• _SUPPLIED MATERIAL_
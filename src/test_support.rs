//! Test utilities shared across the crate.
//!
//! This module is only compiled during tests (`#[cfg(test)]`).

use crate::Engine;
use crate::core::model::{Chapter, Grading, Narration, TranslationLang, Verse};
use crate::core::state::App;

/// Creates a test App with English and the hosted engine.
pub fn test_app() -> App {
    App::new(TranslationLang::English, Engine::Gemini)
}

pub fn chapter(number: u32, name: &str) -> Chapter {
    Chapter {
        number,
        name: format!("سورة {number}"),
        english_name: name.to_string(),
        english_name_translation: format!("The {name}"),
        number_of_ayahs: 3,
        revelation_type: "Meccan".to_string(),
    }
}

pub fn verse(n: u32) -> Verse {
    Verse {
        number: n,
        number_in_chapter: n,
        text: format!("آية {n}"),
        translated_text: Some(format!("Verse {n}.")),
        juz: 1,
    }
}

pub fn narration(index: usize) -> Narration {
    Narration {
        id: format!("bukhari-{index}"),
        collection: "Bukhari".to_string(),
        book_number: "1".to_string(),
        hadith_number: (index + 1).to_string(),
        arabic_text: "حدثنا الحميدي قال حدثنا سفيان".to_string(),
        english_text: "Actions are judged by intentions. Everyone gets what they intended.".to_string(),
        secondary_translation: None,
        grading: Grading::Sahih,
        graded_by: "Scholarship".to_string(),
        isnad: Some("حدثنا الحميدي...".to_string()),
        chapter_title: "Book 1".to_string(),
    }
}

• _WHAT IS NEEDED_
In the entries above, find each line with "TranslationLang" and list it.

• _RESULT OF THE EXERCISE_
use crate::core::model::{Chapter, Grading, Narration, TranslationLang, Verse};
    App::new(TranslationLang::English, Engine::Gemini)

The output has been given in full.